From historical examples, such as Wernher von Braun’s work with rockets in Nazi Germany, to more recent examples Burns experienced firsthand such as Mao’s China in the 1970s and apartheid South Africa in the early 1990s, it goes to show that even the brightest minds are not exempt from the effects of oppressive regimes.
However, these most oppressive regimes do not possess a monopoly on harmful ideology. Burns noted that such ideologies carry over to the Left/Right dichotomy that dominates American politics. He identified the “Widespread propensity…for people who lack the excuse of brutal duress that is a constant in the totalitarian world to fall sway to the formulaic ‘isms’ of left and right…that excuse, and indeed smother, free thinking.” Compared to the aforementioned examples of China and South Africa, the oppression of the Left and Right wings are scarcely different from one another, and merely give American politics the illusion of being simply a matter of good versus evil.
Indeed, free thinking is squandered by the two-party system in America. Instead of unique perspectives, political arguments often boil down to one talking point or another on each issue. The most relevant example for libertarians today is the issue of gay marriage, where most libertarians would disagree with the mainstream Left as well as the mainstream Right. While the Left argues for state-issued marriage licenses for both gay and straight couples, and the Right argues for heterosexual marriage only, while libertarians insist that government disassociate itself from interference in marriage altogether. In this case, libertarians benefit from having a different view, but the average person often feels the need to pigeon-hole themselves into one camp or the other. Although this is perhaps the most obvious example, almost every issue suffers from a lack of intelligent debate when its complexities are oversimplified into simple dichotomies.
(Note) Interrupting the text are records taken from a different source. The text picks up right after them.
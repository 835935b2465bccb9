use crate::action::spec::{ActionPostResponse, LinkedAction};
use crate::error::action::PayloadError;
use crate::idl::CallType;
use serde_json::Value;

/// Everything needed to invoke one canister method.
#[derive(Clone, Debug, PartialEq)]
pub struct InvocationPayload {
    pub method: String,
    pub call_type: CallType,
    pub input: Vec<String>,
    pub output: Vec<String>,
    /// Positional template: `{name}` placeholders and literals.
    pub input_parameters: Vec<Value>,
    pub message: Option<String>,
}

impl InvocationPayload {
    /// The payload of a linked action that has no href to post to.
    pub fn from_linked_action(linked: &LinkedAction) -> Self {
        InvocationPayload {
            method: linked.method.clone(),
            call_type: linked.call_type,
            input: linked.signatures.input.clone(),
            output: linked.signatures.output.clone(),
            input_parameters: linked.input_parameters.clone(),
            message: None,
        }
    }

    /// Fields the server leaves out fall back to the linked action.
    pub fn from_post_response(
        response: ActionPostResponse,
        linked: &LinkedAction,
    ) -> Result<Self, PayloadError> {
        let method = if response.method.is_empty() {
            linked.method.clone()
        } else {
            response.method
        };
        if method.is_empty() {
            return Err(PayloadError::DecodeFailed("method".to_string()));
        }
        let (input, output) = match response.signatures {
            Some(signatures) => (signatures.input, signatures.output),
            None if !response.input.is_empty() || !response.output.is_empty() => {
                (response.input, response.output)
            }
            None => (
                linked.signatures.input.clone(),
                linked.signatures.output.clone(),
            ),
        };
        let input_parameters = if response.parameters.is_empty() && !input.is_empty() {
            linked.input_parameters.clone()
        } else {
            response.parameters
        };
        Ok(InvocationPayload {
            method,
            call_type: response.call_type,
            input,
            output,
            input_parameters,
            message: response.message,
        })
    }
}

#[cfg(test)]
mod tests {
    use super::*;
    use serde_json::json;

    fn linked() -> LinkedAction {
        serde_json::from_value(json!({
            "label": "Tip",
            "href": "/api/tip/{amount}",
            "method": "tip",
            "type": "update",
            "parameters": [{ "name": "amount" }],
            "signatures": { "input": ["Nat"], "output": ["Text"] }
        }))
        .unwrap()
    }

    #[test]
    fn linked_action_payload_uses_its_template() {
        let payload = InvocationPayload::from_linked_action(&linked());
        assert_eq!(payload.method, "tip");
        assert_eq!(payload.input, vec!["Nat"]);
        assert_eq!(payload.input_parameters, vec![json!("{amount}")]);
    }

    #[test]
    fn post_response_overrides_the_linked_action() {
        let response: ActionPostResponse = serde_json::from_value(json!({
            "method": "tip_with_memo",
            "type": "update",
            "inputParameters": ["5", "thanks"],
            "input": ["Nat", "Text"],
            "output": ["Text"],
            "message": "Tipping 5"
        }))
        .unwrap();
        let payload = InvocationPayload::from_post_response(response, &linked()).unwrap();
        assert_eq!(payload.method, "tip_with_memo");
        assert_eq!(payload.input, vec!["Nat", "Text"]);
        assert_eq!(payload.input_parameters, vec![json!("5"), json!("thanks")]);
        assert_eq!(payload.message.as_deref(), Some("Tipping 5"));
    }

    #[test]
    fn sparse_post_response_falls_back() {
        let response: ActionPostResponse =
            serde_json::from_value(json!({ "method": "" })).unwrap();
        let payload = InvocationPayload::from_post_response(response, &linked()).unwrap();
        assert_eq!(payload.method, "tip");
        assert_eq!(payload.output, vec!["Text"]);
        assert_eq!(payload.input_parameters, vec![json!("{amount}")]);
    }
}
use crate::error::config::ConfigError;
use crate::error::root_key::FetchRootKeyError;
use crate::error::storage::StorageError;
use ic_agent::AgentError;
use thiserror::Error;

#[derive(Error, Debug)]
pub enum ClientError {
    #[error(transparent)]
    Config(#[from] ConfigError),

    #[error("Failed to open storage")]
    OpenStorageFailed(#[source] StorageError),

    #[error("Connector '{0}' needs an identity provider login, but none was supplied")]
    LoginUnavailable(String),

    #[error("Connector '{0}' needs a wallet relay, but none is configured")]
    RelayUnavailable(String),

    #[error("Failed to build an agent")]
    BuildAgentFailed(#[source] AgentError),

    #[error(transparent)]
    FetchRootKeyFailed(#[from] FetchRootKeyError),
}
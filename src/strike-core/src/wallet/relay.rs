use crate::error::reqwest::WrappedReqwestError;
use crate::error::wallet::RelayError;
use crate::http::post::post_json;
use async_trait::async_trait;
use serde::{Deserialize, Serialize};
use serde_json::Value;
use slog::{trace, Logger};
use std::fmt;
use url::Url;

/// Message types the extension relay understands.
#[derive(Clone, Copy, Debug, PartialEq, Eq, Hash, Serialize, Deserialize)]
#[serde(rename_all = "camelCase")]
pub enum RelayMethod {
    GetAccounts,
    RequestAccounts,
    GetBalance,
    SignMessage,
    SendBitcoin,
    GetPublicKey,
    GetNetwork,
    GetAddressType,
    RequestConnect,
    PushTx,
    PushPsbt,
    FetchAndValidateFile,
    GetAppVersion,
    GetSupportedMethods,
}

impl fmt::Display for RelayMethod {
    fn fmt(&self, f: &mut fmt::Formatter<'_>) -> fmt::Result {
        match serde_json::to_value(self) {
            Ok(Value::String(name)) => f.write_str(&name),
            _ => write!(f, "{self:?}"),
        }
    }
}

#[derive(Clone, Debug, PartialEq, Serialize, Deserialize)]
pub struct RelayRequest {
    #[serde(rename = "type")]
    pub method: RelayMethod,
    pub wallet: String,
    pub payload: Value,
}

/// Request/response transport to an installed wallet extension.
#[async_trait]
pub trait RelayTransport: Send + Sync {
    /// Sends one request and returns the raw response body.
    async fn send(&self, request: RelayRequest) -> Result<Value, RelayError>;
}

/// Responses are either the raw result or `{ "error": "..." }`.
pub fn interpret_response(response: Value) -> Result<Value, RelayError> {
    if let Value::Object(map) = &response {
        if let Some(error) = map.get("error") {
            if !error.is_null() {
                let message = match error {
                    Value::String(s) => s.clone(),
                    other => other.to_string(),
                };
                return Err(RelayError::Wallet(message));
            }
        }
    }
    Ok(response)
}

/// Sends relay requests to a native-messaging bridge over HTTP.
pub struct HttpRelayTransport {
    client: reqwest::Client,
    url: Url,
    logger: Logger,
}

impl HttpRelayTransport {
    pub fn new(url: Url, logger: Logger) -> Self {
        HttpRelayTransport {
            client: reqwest::Client::new(),
            url,
            logger,
        }
    }
}

#[async_trait]
impl RelayTransport for HttpRelayTransport {
    async fn send(&self, request: RelayRequest) -> Result<Value, RelayError> {
        trace!(self.logger, "Relay request"; "type" => %request.method, "wallet" => &request.wallet);
        let transport_error = |err: WrappedReqwestError| RelayError::Transport(err.to_string());
        let response = post_json(&self.client, self.url.clone(), &request)
            .await
            .map_err(transport_error)?;
        let body: Value = response
            .json()
            .await
            .map_err(|err| transport_error(WrappedReqwestError(err)))?;
        interpret_response(body)
    }
}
Burns does not fit the libertarian stereotype of a “rich white college kid” that many detractors use to dismiss libertarian arguments. In fact, he doesn’t even explicitly profess any libertarian affiliations. Rather than coming to his beliefs through books, speakers, or some other traditional route, Burns reached pro-liberty conclusions through four decades of on-the-ground exposure to authoritarianism as a journalist.
Burns’ motivation to write his final article about ideology stemmed from an inspirational quote he heard a decade earlier while he was in Italy. Burns was in the audience of a speaking event with a number of people from a smorgasbord of respected professions to listen to a writer named Tiziano Terzani, who was suffering from terminal cancer. Like Burns, Terzani travelled often, and was a journalist with a 40-year career with the German magazine, Der Speigel. During his speech, Terzani remarked, “Never forget: It’s not how far you’ve traveled, it’s what you’ve brought back.” This comment resonated with Burns, as he was also retiring from a similar career during which he had been to many of the same places as Terzani, and even shared an oncologist with him in the 1990s. According to Burns, the most significant thing he brought back was his “abiding revulsion for ideology” and the ways it makes citizens of all beliefs and levels of intelligence blindly accept the professions of state leadership.
While Burns is retiring, many in the liberty movement are graduating or finishing a year of school. It is up to us, the youth of the liberty movement, to carry forward what the previous generations have brought back. Foremost among these things is a reverence for liberty that will turn the places that Burns and Terzani visited into places where tyranny ceases and liberty flourishes. These will be the things we carry forward.